The grants, which provide up to $8,000, are intended “to implement these projects in ways that enhance the education of future journalists for the new media landscape,” according to AEJMC’s website.

CityCircles, created by 2001 Cronkite graduate Adam Klawonn and W.P. Carey alumna Aleksandra Chojnacka with a $95,000 Knight News Challenge grant awarded in 2009, provides business and event information for each stop on the light-rail route. It also provides schedules and estimated locations of the light-rail trains.

From July 2009 through 2010, CityCircles received $100,700 from the John S. and James L. Knight Foundation.

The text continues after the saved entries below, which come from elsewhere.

//! Error types for the Folio client.

use folio_common::models::ErrorPayload;
use serde_json::Value;
use thiserror::Error;

/// A non-2xx response from the API.
#[derive(Debug, Clone, Error)]
#[error("API error {status}: {message}")]
pub struct ApiError {
    pub message: String,
    pub status: u16,
    /// Parsed response body, if there was one.
    pub payload: Option<Value>,
}

impl ApiError {
    /// Build an error from a status and the parsed body.
    ///
    /// The message prefers the body's `message`, then its `error` field.
    pub fn from_response(status: u16, payload: Option<Value>) -> Self {
        let message = payload
            .as_ref()
            .and_then(|body| {
                ["message", "error"].into_iter().find_map(|key| {
                    body.get(key)
                        .and_then(Value::as_str)
                        .filter(|s| !s.is_empty())
                        .map(str::to_owned)
                })
            })
            .unwrap_or_else(|| format!("Request failed with status {status}"));
        Self { message, status, payload }
    }

    /// The payload in its documented shape, when it has one.
    pub fn error_payload(&self) -> Option<ErrorPayload> {
        self.payload
            .as_ref()
            .filter(|v| v.is_object())
            .and_then(|v| serde_json::from_value(v.clone()).ok())
    }
}

#[derive(Debug, Error)]
pub enum FolioError {
    /// The HTTP response had a non-2xx status code.
    #[error(transparent)]
    Api(#[from] ApiError),

    /// An error from the underlying HTTP client.
    #[error("HTTP error: {0}")]
    Http(#[from] reqwest::Error),

    /// A JSON (de)serialization error.
    #[error("JSON error: {0}")]
    Json(#[from] serde_json::Error),

    /// The caller's cancellation token fired before the response arrived.
    #[error("Request cancelled")]
    Cancelled,

    /// The access token carried no usable user id.
    #[error("Token does not identify a user")]
    IncompleteIdentity,

    /// A login or refresh response lacked one of the two tokens.
    #[error("Response did not contain both tokens")]
    MissingTokens,

    /// A generic error string.
    #[error("{0}")]
    Other(String),
}

impl FolioError {
    /// HTTP status of an API error.
    pub fn status(&self) -> Option<u16> {
        match self {
            Self::Api(e) => Some(e.status),
            _ => None,
        }
    }
}

pub type Result<T> = std::result::Result<T, FolioError>;

#[cfg(test)]
mod tests {
    use super::*;
    use serde_json::json;

    #[test]
    fn message_prefers_server_message() {
        let err = ApiError::from_response(
            400,
            Some(json!({ "error": "Bad Request", "message": "title is required" })),
        );
        assert_eq!(err.message, "title is required");
    }

    #[test]
    fn message_falls_back_to_error_field() {
        let err = ApiError::from_response(403, Some(json!({ "error": "Forbidden" })));
        assert_eq!(err.message, "Forbidden");
    }

    #[test]
    fn message_falls_back_to_status() {
        assert_eq!(ApiError::from_response(502, None).message, "Request failed with status 502");
        let err = ApiError::from_response(500, Some(json!("upstream exploded")));
        assert_eq!(err.message, "Request failed with status 500");
        assert!(err.error_payload().is_none());
    }

    #[test]
    fn status_is_exposed() {
        let err: FolioError = ApiError::from_response(404, None).into();
        assert_eq!(err.status(), Some(404));
        assert_eq!(FolioError::Cancelled.status(), None);
    }
}
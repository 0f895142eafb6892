//! Wire models for the portfolio API.
//!
//! Field names are camelCase on the wire; absent optional fields are
//! skipped when serializing so partial drafts stay partial.

pub mod auth;
pub mod page;
pub mod portfolio;

pub use auth::*;
pub use page::*;
pub use portfolio::*;
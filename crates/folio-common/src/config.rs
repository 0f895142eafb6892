//! Client configuration loaded from environment variables and config files.
//!
//! Config precedence: env vars > .env file > folio.toml > defaults

use serde::Deserialize;
use std::path::Path;

/// Load `.env` if present, then build the configuration.
///
/// Call once at startup; `file` replaces the default `folio.toml` lookup.
pub fn init(file: Option<&Path>) -> Result<AppConfig, config::ConfigError> {
    // Load .env file if present (development)
    let _ = dotenvy::dotenv();

    load_from(file)
}

/// Build a configuration without reading `.env`.
pub fn load() -> Result<AppConfig, config::ConfigError> {
    load_from(None)
}

/// Build a configuration, reading `file` instead of the default `folio.toml`.
pub fn load_from(file: Option<&Path>) -> Result<AppConfig, config::ConfigError> {
    let builder = config::Config::builder()
        .set_default("api.base_url", "http://localhost:8080")?
        .set_default("api.timeout_secs", 30)?
        .set_default("api.user_agent", concat!("folio/", env!("CARGO_PKG_VERSION")))?
        .set_default("storage.path", "./.folio/session.json")?
        .set_default("log.filter", "folio=info")?;

    let builder = match file {
        Some(path) => builder.add_source(config::File::from(path).required(true)),
        None => builder.add_source(config::File::with_name("folio").required(false)),
    };

    let cfg = builder
        // Environment variables (FOLIO_API__BASE_URL, FOLIO_STORAGE__PATH, etc.)
        .add_source(
            config::Environment::with_prefix("FOLIO")
                .separator("__")
                .try_parsing(true),
        )
        .build()?;

    cfg.try_deserialize()
}

#[derive(Debug, Deserialize, Clone)]
pub struct AppConfig {
    pub api: ApiConfig,
    pub storage: StorageConfig,
    pub log: LogConfig,
}

#[derive(Debug, Deserialize, Clone)]
pub struct ApiConfig {
    /// Base URL of the portfolio API, without the `/api` prefix.
    pub base_url: String,
    /// Per-request timeout in seconds
    pub timeout_secs: u64,
    pub user_agent: String,
}

#[derive(Debug, Deserialize, Clone)]
pub struct StorageConfig {
    /// JSON file holding tokens, the session user and the login time.
    pub path: String,
}

#[derive(Debug, Deserialize, Clone)]
pub struct LogConfig {
    /// `tracing-subscriber` filter directive used when `RUST_LOG` is unset.
    pub filter: String,
}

Students from the honors section of Carpenter’s online media class and at least one section of Dodge’s advanced online media class will conduct the research as part of their classwork over the coming semesters. The information will be presented to the team at CityCircles, which will then design a jobs-listing feature for the app.

Klawonn currently manages the content on the app and heads the team at CityCircles.

“I hope it’s one more thing that makes the light-rail community tighter and more cohesive,” Klawonn said. “Having a jobs-listing function is just one more piece of the puzzle that can help (the app) sustain itself, both by keeping the community going and also keeping the project going and keep evolving with the community.”

Key to the success of the jobs-listing function will be cooperation from the businesses providing those jobs.

“We know that business cooperation may be a problem, but we’re trying to make it easy for them to submit job ads through the CityCircle site,” Carpenter said. “Our key feature with the app is to make it easy as possible for employers to submit their classified to the CityCircle website.”

That feature will include an online form that businesses can use to post job openings directly to the CityCircles website.

Journalism junior Devin Fratus said that an app like this could come in handy when searching for jobs.

“When I look for jobs, proximity to the light rail is something I consider a lot, and I do my own research for it to see what’s available, then I have to see what’s the closest light-rail stop,” Fratus said. “Something that could expedite that process could be quite helpful.”

The CityCircles team is talking to developers who work with the Android mobile operating system to create a compatible version. The app is currently free in the iTunes App Store, but Klawonn hopes to eventually offer a paid premium version.

According to Carpenter, the jobs-listing feature will be launched sometime in the fall of 2013.